Some of the burns are to the point of scabbing and I feel intolerable

there is a fuzzy brown bear sitting on my sternum
he sings things and paws me but it doesn’t help really
i wish we never stopped writing emails
emails were the most hopeful
i lost something when i tried to gain something
all of life seems so difficult
like washing my hair was an accomplishment today
raising eyelids will be an accomplishment tomorrow
even though i have done it almost every day now
it still feels like forever
this turmoil
is good for blogging though, right
except i lied
my hair is still dirty
i implore you to feel me regardless

To know what it’s like you in me

17th February 2010

I feel like I want to know something about you, to know what is about you, your limbs, but it’s really more subtle than that, this something. To know what it’s like you in me. Perhaps because you’re the first to show me some kindness, some kind of. And me, I am very compassionate. I see those things, behind your face, I talk and when I say things, I try to make them real things, and I don’t think about them too much, I spill them from my gut, lay them before you and think you’re smart enough to pick through.

I like it when to see you watching me, the things I do, the odd things and normal things, but in my way I do them and to know that you notice, you see that I see. But it’s so much more subtle than that, even all this description gives it more weight than usually it has. In truth, it’s not a spellbinding, or lightning or love, or a hundred other fifty carefully selected words. In truth, it’s nothing, less than nothing, a minute of someone’s forty-two minutes, a minutiae, a dead pet, a lost friend, a split-end, etc. Something everybody has, sort of knows, but doesn’t pay its due attention. Maybe love is just extended curiosity, desire just a question, a need to know. But what happens when the questions are answered is that the reason for divorce.

Dear Sometime Reader

12th August 2009

Hi,

I have been going through a thing. But my god I miss you. I think about everything we don’t share and I feel crazy happy. Or neutral. I am remiss. It is easy to back and forth all day with nothing to show for it at night. I wanted to tell you that True Blood made me homesick. I recall my hatred and it feels like love of a sort. Always was an escape artist.

I meant to do these things more: travel, write, write, travel, blow bubbles. I did the last one again yesterday (thank-you Jereme). I go through cycles where I forget to play, to be a kid, to masturbate with a strange hand; skip to my own lou. I don’t know what a lou is, but I think I need one. A man sat to my right and sang a song. I loved him more in fifteen seconds than I’ve loved myself in twenty-nine years. I’m thirty-one.
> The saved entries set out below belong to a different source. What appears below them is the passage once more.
//! Source record parsing and the document shape written to the destination.

use serde_json::{Map, Value};

use crate::error::ItemError;
use crate::types::SourceObjectRef;
use crate::utils::config::{ID_FIELD, PARTITION_KEY_FIELD};

/// Which record fields make up the partition key, and how they are joined.
#[derive(Clone, Debug, PartialEq, Eq)]
pub struct RecordSettings {
    pub customer_field: String,
    pub site_field: String,
    pub separator: String,
}

impl Default for RecordSettings {
    fn default() -> Self {
        Self {
            customer_field: "custid".to_string(),
            site_field: "siteid".to_string(),
            separator: "_".to_string(),
        }
    }
}

/// Downloaded object content: an ordered, schema-free JSON object.
/// Unknown fields are kept as-is and written through.
#[derive(Clone, Debug, PartialEq)]
pub struct RawRecord(Map<String, Value>);

impl RawRecord {
    /// Parse object bytes. Anything other than a JSON object is rejected.
    pub fn parse(key: &str, bytes: &[u8]) -> Result<Self, ItemError> {
        let bytes = bytes.strip_prefix(b"\xEF\xBB\xBF").unwrap_or(bytes);
        match serde_json::from_slice::<Value>(bytes) {
            Ok(Value::Object(map)) => Ok(Self(map)),
            Ok(other) => Err(ItemError::Parse {
                key: key.to_string(),
                reason: format!("expected an object, found {}", json_kind(&other)),
            }),
            Err(e) => Err(ItemError::Parse {
                key: key.to_string(),
                reason: e.to_string(),
            }),
        }
    }

    pub fn from_map(map: Map<String, Value>) -> Self {
        Self(map)
    }

    pub fn fields(&self) -> &Map<String, Value> {
        &self.0
    }

    pub fn get(&self, field: &str) -> Option<&Value> {
        self.0.get(field)
    }

    pub fn into_map(self) -> Map<String, Value> {
        self.0
    }
}

fn json_kind(v: &Value) -> &'static str {
    match v {
        Value::Null => "null",
        Value::Bool(_) => "a boolean",
        Value::Number(_) => "a number",
        Value::String(_) => "a string",
        Value::Array(_) => "an array",
        Value::Object(_) => "an object",
    }
}

/// Scalar field rendered for use in a key. Null, arrays and objects are not usable.
fn key_component(v: &Value) -> Option<String> {
    match v {
        Value::String(s) => Some(s.clone()),
        Value::Number(n) => Some(n.to_string()),
        Value::Bool(b) => Some(b.to_string()),
        Value::Null | Value::Array(_) | Value::Object(_) => None,
    }
}

/// `<customer><sep><site>` from the record. Pure: same content, same key.
///
/// Components use JSON rendering: `true`/`false` for booleans and numbers as serde_json
/// prints them (`1.0` stays `1.0`). Keys written by tools that format `True` or drop a
/// trailing `.0` will not match for such records.
pub fn partition_key(
    key: &str,
    record: &RawRecord,
    settings: &RecordSettings,
) -> Result<String, ItemError> {
    let component = |field: &str| {
        record
            .get(field)
            .and_then(key_component)
            .ok_or_else(|| ItemError::MissingField {
                key: key.to_string(),
                field: field.to_string(),
            })
    };
    let customer = component(&settings.customer_field)?;
    let site = component(&settings.site_field)?;
    Ok(format!("{}{}{}", customer, settings.separator, site))
}

/// A record ready to write: source fields plus the injected `partitionKey`.
#[derive(Clone, Debug, PartialEq)]
pub struct IngestDocument {
    /// Document id within its partition: the record's string `id`, else the source key.
    pub id: String,
    pub partition_key: String,
    pub body: Map<String, Value>,
}

impl IngestDocument {
    pub fn from_record(
        source: &SourceObjectRef,
        record: RawRecord,
        settings: &RecordSettings,
    ) -> Result<Self, ItemError> {
        let key = source.key();
        let partition_key = partition_key(&key, &record, settings)?;
        let id = match record.get(ID_FIELD) {
            Some(Value::String(s)) if !s.is_empty() => s.clone(),
            _ => key,
        };
        let mut body = record.into_map();
        body.insert(
            PARTITION_KEY_FIELD.to_string(),
            Value::String(partition_key.clone()),
        );
        Ok(Self {
            id,
            partition_key,
            body,
        })
    }

    /// Serialized body as written to the destination.
    pub fn to_json(&self) -> String {
        serde_json::to_string(&self.body).unwrap_or_else(|e| format!("<unserializable: {e}>"))
    }
}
Thing is, I don’t remember which arc of the circle I’m on, I just continue, round and round. I fear the judgement often gets to me and gets me to stop what I want. Even where I felt most free. I now feel like wasting time, like losing fights, but not hopeless. After all that looking over my shoulder and freaking out I’m just calm or numb, something uninspiring. Like the quiet after a hurricane: fresh and battered. Ramshackle torn. Salty. Immobile. This isn’t justification, though. Just a thing to go through. Like everything.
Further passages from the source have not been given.